(Description of the task):
A line containing "let mut campaigns: BTreeMap<String, Vec<&PredictionSummary>>" appears in the material below. Return exactly every line from the first through that one, and only those.

-------------------------

impl<'a> DecisionEngine<'a> {
    /// Creates a decision engine over the shared intel cache.
    #[must_use]
    pub const fn new(intel: &'a VulnIntel) -> Self {
        Self {
            intel,
        }
    }

    /// Groups forecasts into campaigns and derives per-session correlation
    /// context.
    #[must_use]
    pub fn analyze_correlations(
        &self,
        forecasts: &[PredictionSummary],
    ) -> BTreeMap<SessionId, CorrelationContext> {
        let mut campaigns: BTreeMap<String, Vec<&PredictionSummary>> = BTreeMap::new();
        for forecast in forecasts {
            let principal = extract_principal(forecast.session_id.as_str());
            campaigns.entry(principal).or_default().push(forecast);
        }

        let mut contexts = BTreeMap::new();
        for (principal, group) in campaigns {
            let session_count = group.len();
            let boost = f64::min((session_count as f64).mul_add(BOOST_PER_SESSION, 1.0), BOOST_CAP);

            let mut group_max_cvss = 0.0f64;
            let mut group_is_kev = false;
            for forecast in &group {
                let cve_ids = observed_cves(forecast);
                let records = self.intel.lookup_cves(&cve_ids);
                for record in records.values() {
                    group_max_cvss = group_max_cvss.max(record.cvss);
                    group_is_kev = group_is_kev || record.is_kev;
                }
            }

            let mut reason = format!(
                "Aggregated Campaign: {session_count} correlated sessions hit '{principal}'"
            );
            if group_is_kev {
                reason.push_str(" [Group contains KEV exploits]");
            }

            for forecast in group {
                contexts.insert(forecast.session_id.clone(), CorrelationContext {
                    confidence_boost: boost,
                    correlation_reason: reason.clone(),
                    principal_id: principal.clone(),
                    session_count,
                    group_is_kev,
                    group_max_cvss,
                });
            }
        }
        contexts
    }

    /// Evaluates one forecast into a response decision.
    #[must_use]
    pub fn evaluate(
        &self,
        forecast: &PredictionSummary,
        ctx: &CorrelationContext,
    ) -> ResponseDecision {
        let base_conf = forecast.aggregate_confidence;
        let decision_conf = clamp_probability(
            f64::min(base_conf * ctx.confidence_boost, 1.0),
            "decision_confidence",
        );

        // Vulnerability context: CVE scores plus heuristic CWE severities.
        let cve_ids = observed_cves(forecast);
        let records = self.intel.lookup_cves(&cve_ids);
        let mut cvss_list: Vec<f64> = records.values().map(|record| record.cvss).collect();
        for id in &forecast.current_state.observed_vulnerabilities {
            if let Some(severity) = cwe_heuristic_severity(id) {
                cvss_list.push(severity);
            }
        }
        let local_kev = records.values().any(|record| record.is_kev);
        let is_kev = ctx.group_is_kev || local_kev;
        let max_cvss =
            cvss_list.iter().copied().fold(f64::max(ctx.group_max_cvss, 0.0), f64::max);

        // Scenario-by-scenario arbitration.
        let is_urgent = is_kev || max_cvss >= CRITICAL_CVSS_BOUNDARY;
        let mut rejections: Vec<RejectedAction> = Vec::new();
        let mut selected: Option<(&'static str, &PredictedScenario, f64)> = None;
        'scenarios: for scenario in &forecast.predicted_scenarios {
            let Some(target_tech) = scenario.sequence.first() else {
                continue;
            };
            for &action in response_candidates(target_tech.as_str()) {
                let required = action_threshold(action);
                let cost = action_cost(action);
                let effective_threshold = if is_urgent && action != MONITOR_ACTION {
                    f64::max(URGENCY_THRESHOLD_FLOOR, required - URGENCY_THRESHOLD_RELIEF)
                } else {
                    required
                };
                let eval_prob = scenario.probability
                    * ((ctx.session_count.saturating_sub(1)) as f64).mul_add(0.1, 1.0);

                let mut reasons: Vec<String> = Vec::new();
                if decision_conf < effective_threshold {
                    reasons.push(format!(
                        "Confidence ({decision_conf:.2}) < Eff. Threshold ({effective_threshold:.2})"
                    ));
                }
                if eval_prob < 0.2 && cost > 0.6 {
                    reasons.push(format!(
                        "Aggregated Risk ({eval_prob:.2}) too low for High Cost ({cost})"
                    ));
                }
                if reasons.is_empty() {
                    selected = Some((action, scenario, effective_threshold));
                    break 'scenarios;
                }
                rejections.push(RejectedAction {
                    candidate_action: action.to_string(),
                    rejection_reasons: reasons,
                });
            }
        }

        let evaluated_action = selected.map_or(MONITOR_ACTION, |(action, _, _)| action);
        let gated_threshold = selected.map_or_else(
            || action_threshold(evaluated_action),
            |(_, _, effective_threshold)| effective_threshold,
        );
        let primary_scenario = selected
            .map(|(_, scenario, _)| scenario)
            .or_else(|| forecast.predicted_scenarios.first());
        let Some(primary_scenario) = primary_scenario else {
            return monitor_only_decision(
                &forecast.session_id,
                decision_conf,
                base_conf,
                "No predicted threats found.",
            );
        };

        let target_tech = primary_scenario
            .sequence
            .first()
            .map_or_else(String::new, |technique| technique.as_str().to_string());
        let probability = primary_scenario.probability;
        let min_time = primary_scenario.reaction_time_window.min_seconds;

        // Urgency ladder with low-confidence downgrade.
        let mut urgency = if min_time < 300 || is_kev || max_cvss >= CRITICAL_CVSS_BOUNDARY {
            UrgencyLevel::Critical
        } else if min_time < 3_600 || max_cvss >= 7.0 {
            UrgencyLevel::High
        } else if min_time < 14_400 {
            UrgencyLevel::Medium
        } else {
            UrgencyLevel::Low
        };
        if decision_conf < 0.35 && !is_kev {
            urgency = UrgencyLevel::Low;
        }

        // Target binding.
        let (target_kind, target_id) = if evaluated_action.contains("Isolate")
            || evaluated_action.contains("Block")
        {
            let raw = forecast
                .current_state
                .host_scope
                .last()
                .map_or_else(|| "Unknown".to_string(), Clone::clone);
            (ActionTargetKind::Host, normalize_target(&raw))
        } else {
            (ActionTargetKind::User, ctx.principal_id.clone())
        };

        // Approval classification with the KEV auto-containment override.
        let mut action_class = if is_disruptive_action(evaluated_action) {
            ActionClass::Disruptive
        } else {
            ActionClass::Containment
        };
        let mut requires_approval = action_class == ActionClass::Disruptive;
        if is_kev {
            action_class = ActionClass::Containment;
            requires_approval = false;
        }
        // Borderline passes stay gated on the threshold actually applied.
        let threshold = action_threshold(evaluated_action);
        if threshold > 0.0 && (decision_conf - gated_threshold) < BORDERLINE_MARGIN {
            requires_approval = true;
        }

        let reduction = risk_reduction(evaluated_action);
        let absolute_reduction = round2(f64::min(probability * reduction, probability));
        let kev_reason = if is_kev { " [KEV ACTIVE]" } else { "" };
        let probability_percent = (probability * 100.0).round() as i64;

        let recommended = RecommendedAction {
            action_type: evaluated_action.to_string(),
            action_class,
            requires_approval,
            target: ActionTarget {
                kind: target_kind,
                identifier: target_id.clone(),
            },
            vulnerability_details: VulnerabilityDetails {
                is_kev,
                max_cvss,
            },
            mitigation_guidelines: mitigation_guidelines(evaluated_action)
                .iter()
                .map(|line| (*line).to_string())
                .collect(),
            recommended_within_seconds: min_time,
            justification: ActionJustification {
                predicted_scenarios: vec![
                    primary_scenario
                        .sequence
                        .iter()
                        .map(|technique| technique.as_str().to_string())
                        .collect::<Vec<_>>()
                        .join("->"),
                ],
                risk_reduction: RiskReduction {
                    absolute: absolute_reduction,
                    relative: format!(
                        "Mitigates {:.0}% of {target_tech} risk",
                        reduction * 100.0
                    ),
                },
                time_to_impact_seconds: min_time,
                confidence_alignment: ConfidenceAlignment {
                    forecast_confidence: base_conf,
                    decision_confidence: decision_conf,
                    threshold_applied: threshold,
                },
                signal_gap_closed: format!("Controls {target_tech}{kev_reason}"),
            },
        };

        let rank_bonus = if is_kev {
            2_000.0
        } else if urgency == UrgencyLevel::Critical {
            1_000.0
        } else {
            0.0
        };
        let priority_rank = (decision_conf * 100.0 + probability * 100.0 + rank_bonus) as i64;

        // Analyst-facing summary.
        let urgency_note = if is_kev {
            format!("due to the detection of high-risk exploits (Max CVSS {max_cvss:.1}).")
        } else if probability > 0.4 {
            format!("as a countermeasure to a {probability_percent}% probability threat.")
        } else {
            "to ensure defensive depth.".to_string()
        };
        let decision_logic =
            if requires_approval { "Disruptive mitigation" } else { "Automated containment" };
        let target_label = match target_kind {
            ActionTargetKind::User => "User",
            ActionTargetKind::Host => "Host",
        };
        let mut mentor_summary = format!(
            "{decision_logic} strategy for {} has been initiated {urgency_note} The selected action, '{evaluated_action}', targets {target_label} '{target_id}' with an estimated risk reduction of {:.1}% across the predicted trajectory.",
            forecast.session_id,
            absolute_reduction * 100.0
        );
        if requires_approval {
            mentor_summary.push_str(
                " Manual authorization is required before execution due to potential service disruption.",
            );
        }

        debug!(
            session_id = %forecast.session_id,
            action = evaluated_action,
            urgency = %urgency,
            "response decision complete"
        );

        ResponseDecision {
            session_id: forecast.session_id.clone(),
            decision_confidence: round2(decision_conf),
            priority_rank,
            urgency_level: urgency,
            recommended_actions: vec![recommended],
            rejected_actions: rejections,
            model_version: DECISION_MODEL_VERSION.to_string(),
            mentor_summary,
            decision_explainability: DecisionExplainability {
                why_now: format!(
                    "Vulnerability Context: Max CVSS {max_cvss:.1}{kev_reason}. Prob ({probability_percent}%) within {min_time}s."
                ),
                why_not_later: "Delay increases lateral movement window.".to_string(),
                what_happens_if_ignored: format!(
                    "Unmitigated Risk: {probability_percent}% chance of {target_tech} exploiting {max_cvss:.1} CVSS vuln."
                ),
                correlation_context: Some(ctx.correlation_reason.clone()),
            },
        }
    }
}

-------------------------

(Answer space):
impl<'a> DecisionEngine<'a> {
    /// Creates a decision engine over the shared intel cache.
    #[must_use]
    pub const fn new(intel: &'a VulnIntel) -> Self {
        Self {
            intel,
        }
    }

    /// Groups forecasts into campaigns and derives per-session correlation
    /// context.
    #[must_use]
    pub fn analyze_correlations(
        &self,
        forecasts: &[PredictionSummary],
    ) -> BTreeMap<SessionId, CorrelationContext> {
        let mut campaigns: BTreeMap<String, Vec<&PredictionSummary>> = BTreeMap::new();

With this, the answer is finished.